Changes announced by the Department of Education Tuesday will help millions more borrowers become eligible for student loan forgiveness under income-driven repayment plans.
The Education Department said it will conduct a one-time revision of payment counts that will result in immediate forgiveness for about 40,000 borrowers who are in the Public Service Loan Forgiveness (PSLF) program. After the changes, more than 3.6 million borrowers who are enrolled in income-driven repayment (IDR) plans will also get at least three years of credit to bring them closer to loan forgiveness.
“Student loans were never meant to be a life sentence, but it’s certainly felt that way for borrowers locked out of debt relief they’re eligible for,” Secretary of Education Miguel Cardona said in a release announcing the news.
The changes will address what the Cardona called “years of administrative failures.” Borrowers’ accounts will be automatically updated later this year, the department said.
Income-driven repayment plans, which have grown in popularity in the past decade, are meant to serve as a safety net for lower-income borrowers. There are four different income-driven plans borrowers can enroll in, each with slightly different eligibility and rules. But each one ties monthly payments to a borrower’s earnings and forgives any outstanding balance after 20 to 25 years.
Public Service Loan Forgiveness, which helps borrowers in often lower-paying public sector jobs, requires being in an income-driven repayment plan, but it speeds up the timeline to forgiveness — granting it in just 10 years.
But both IDR plans and PSLF have come under scrutiny in recent years for failing to live up to their promises.

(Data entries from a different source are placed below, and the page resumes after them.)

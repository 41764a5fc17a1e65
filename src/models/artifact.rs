// Model artifact retrieval
//
// An artifact is a serialized model file plus an optional `<stem>.meta.json`
// sidecar holding auxiliary metadata.

use anyhow::Context;
use chrono::{DateTime, Utc};
use serde::de::DeserializeOwned;
use serde::{Deserialize, Serialize};
use std::collections::BTreeMap;
use std::fs;
use std::io;
use std::path::{Path, PathBuf};
use walkdir::WalkDir;

use crate::errors::{ServingError, ServingResult};

const META_SUFFIX: &str = ".meta.json";

/// Metadata saved alongside a model artifact
#[derive(Debug, Clone, Default, PartialEq, Serialize, Deserialize)]
pub struct ArtifactMetadata {
    /// Model type identifier (e.g., "linear_classifier")
    #[serde(default)]
    pub model_type: Option<String>,
    /// Class index -> label
    #[serde(default)]
    pub labels: BTreeMap<u32, String>,
    /// Feature names in column order
    #[serde(default)]
    pub feature_names: Vec<String>,
    #[serde(default)]
    pub created_at: Option<DateTime<Utc>>,
    #[serde(default = "default_format_version")]
    pub format_version: u32,
    /// Anything else the exporter attached
    #[serde(default)]
    pub extra: serde_json::Map<String, serde_json::Value>,
}

fn default_format_version() -> u32 {
    1
}

/// Resolves artifact locators to model files
pub trait ArtifactLoader: Send + Sync {
    /// Locate the model file for `locator`, picking the first file ending in
    /// `suffix` when the locator is a directory.
    fn get_model(
        &self,
        locator: &str,
        suffix: &str,
    ) -> ServingResult<(PathBuf, Option<ArtifactMetadata>)>;
}

/// Loads artifacts from a local model directory
#[derive(Debug, Clone)]
pub struct FsArtifactLoader {
    root: PathBuf,
}

impl FsArtifactLoader {
    pub fn new(root: impl Into<PathBuf>) -> Self {
        Self { root: root.into() }
    }

    pub fn root(&self) -> &Path {
        &self.root
    }

    fn resolve(&self, locator: &str) -> PathBuf {
        let path = Path::new(locator);
        if path.is_absolute() {
            path.to_path_buf()
        } else {
            self.root.join(path)
        }
    }
}

impl ArtifactLoader for FsArtifactLoader {
    fn get_model(
        &self,
        locator: &str,
        suffix: &str,
    ) -> ServingResult<(PathBuf, Option<ArtifactMetadata>)> {
        let path = self.resolve(locator);

        let model_file = if path.is_file() {
            path
        } else if path.is_dir() {
            find_by_suffix(&path, suffix).ok_or(ServingError::ArtifactNotFound(path))?
        } else {
            return Err(ServingError::ArtifactNotFound(path));
        };

        let meta_path = metadata_path(&model_file);
        let metadata = if meta_path.is_file() {
            Some(read_json::<ArtifactMetadata>(&meta_path)?)
        } else {
            None
        };

        tracing::debug!(
            locator = %locator,
            file = %model_file.display(),
            has_metadata = metadata.is_some(),
            "Resolved model artifact"
        );
        Ok((model_file, metadata))
    }
}

fn find_by_suffix(dir: &Path, suffix: &str) -> Option<PathBuf> {
    WalkDir::new(dir)
        .sort_by_file_name()
        .into_iter()
        .filter_map(Result::ok)
        .filter(|entry| entry.file_type().is_file())
        .map(|entry| entry.into_path())
        .find(|path| {
            let name = path.file_name().and_then(|n| n.to_str()).unwrap_or("");
            name.ends_with(suffix) && !name.ends_with(META_SUFFIX)
        })
}

/// `<dir>/<stem>.meta.json` for `<dir>/<stem>.<ext>`
pub fn metadata_path(model_file: &Path) -> PathBuf {
    let stem = model_file
        .file_stem()
        .and_then(|s| s.to_str())
        .unwrap_or("model");
    model_file.with_file_name(format!("{}{}", stem, META_SUFFIX))
}

/// Read and decode a JSON artifact file
pub fn read_json<T: DeserializeOwned>(path: &Path) -> ServingResult<T> {
    let contents = fs::read_to_string(path).map_err(|source| match source.kind() {
        io::ErrorKind::NotFound => ServingError::ArtifactNotFound(path.to_path_buf()),
        _ => ServingError::ArtifactIo {
            path: path.to_path_buf(),
            source,
        },
    })?;
    serde_json::from_str(&contents).map_err(|source| ServingError::DeserializationError {
        path: path.to_path_buf(),
        source,
    })
}

/// Save a model artifact with optional metadata
///
/// Creates `path` and, when metadata is given, `<stem>.meta.json` next to it.
pub fn save_artifact<T: Serialize>(
    path: &Path,
    model: &T,
    metadata: Option<&ArtifactMetadata>,
) -> anyhow::Result<()> {
    if let Some(parent) = path.parent() {
        fs::create_dir_all(parent)
            .with_context(|| format!("Failed to create {}", parent.display()))?;
    }

    let json = serde_json::to_string_pretty(model).context("Failed to serialize model")?;
    fs::write(path, json).with_context(|| format!("Failed to write model to {:?}", path))?;

    if let Some(metadata) = metadata {
        let meta_path = metadata_path(path);
        let json = serde_json::to_string_pretty(metadata)
            .context("Failed to serialize model metadata")?;
        fs::write(&meta_path, json)
            .with_context(|| format!("Failed to write metadata to {:?}", meta_path))?;
    }

    tracing::info!(path = %path.display(), "Saved model artifact");
    Ok(())
}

An NPR investigation published earlier this month found systematic problems with how the repayment plans were administered, and a 2021 report from the National Consumer Law Center and the Student Borrower Protection Center found that out of millions of borrowers who’d been paying for two decades, just 32 had their loans forgiven.
Last week, senators called on the Consumer Financial Protection Bureau to investigate income-driven plans, while more than 100 advocacy organizations pushed the Biden administration to issue an “IDR waiver.” This would retroactively count all the months a borrower was in repayment as progress toward forgiveness, regardless of what plan they were in.
Most borrower advocates and financial aid experts applauded Tuesday’s announcement, while stressing that more improvements are needed.
“This is a small step toward rectifying the situation for borrowers who were misled or in the dark about all the options available to them,” Justin Draeger, CEO of the National Association of Student Financial Aid Administrators, said in a statement.
Meanwhile, three organizations representing student loan service companies, which manage the repayment process and are frequently blamed for its problems, called the one-time review "another quick fix, band-aid approach to complex programmatic issues.” The servicers also said they had no advance notice of the change, making it difficult for them to plan ahead for borrowers’ questions.
Who qualifies for student loan forgiveness now?
The actions announced Tuesday will affect borrowers who were placed by their services into long-term periods of forbearance when they could have been making payments under the income-driven plans.
The office of Federal Student Aid will conduct one-time account adjustments that will count forbearances of more than 12 consecutive months or more than 36 cumulative months as progress toward repayment.
If you were put into a shorter-term forbearance that doesn’t hit the 12- or 36-month threshold for an automatic revision, you can ask for an account review by filing a complaint with the FSA Ombudsman at Studentaid.gov/feedback.
The department is also conducting a one-time revision of payments to address flaws in how the department and its servicers had tracked — or rather, failed to track — payment counts.
If you have Direct loans or federally-managed Federal Family Education Loans, the department will count each month your loans were in "repayment" status as progress toward forgiveness under income-driven repayment, regardless of which plan you were enrolled in. If you made payments on your loans and then consolidated them into a single loan, your payments pre-consolidation will also be added to your payment count.
Any borrower who has made the required number of payments for IDR forgiveness based on this payment-count revision will receive loan cancellation automatically.
In other words, if you're in a plan that grants forgiveness after 20 years of payments, you'll have your loans automatically cancelled if the revisions put you at 240 monthly payments. If your plan requires 25 years, the required number of payments would be 300.
In addition to the 40,000 borrowers in the PSLF program who will get immediate forgiveness, the department estimates several thousand borrowers with older loans in income-driven plans will receive immediate forgiveness after these payment count revisions.
For most borrowers, though, the revisions will simply move them further along in their timeline to forgiveness — potentially making them free of student loan debt years ahead of schedule.
The process will start immediately, but borrowers may not see changes until the final months of 2022, the department said.
Moving forward, the Education Department says it will issue new guidance to student loan servicers to offer more accurate payment tracking, and in 2023, the Federal Student Aid office will begin displaying IDR payment counts on StudentAid.gov so borrowers can view their progress after logging into their accounts.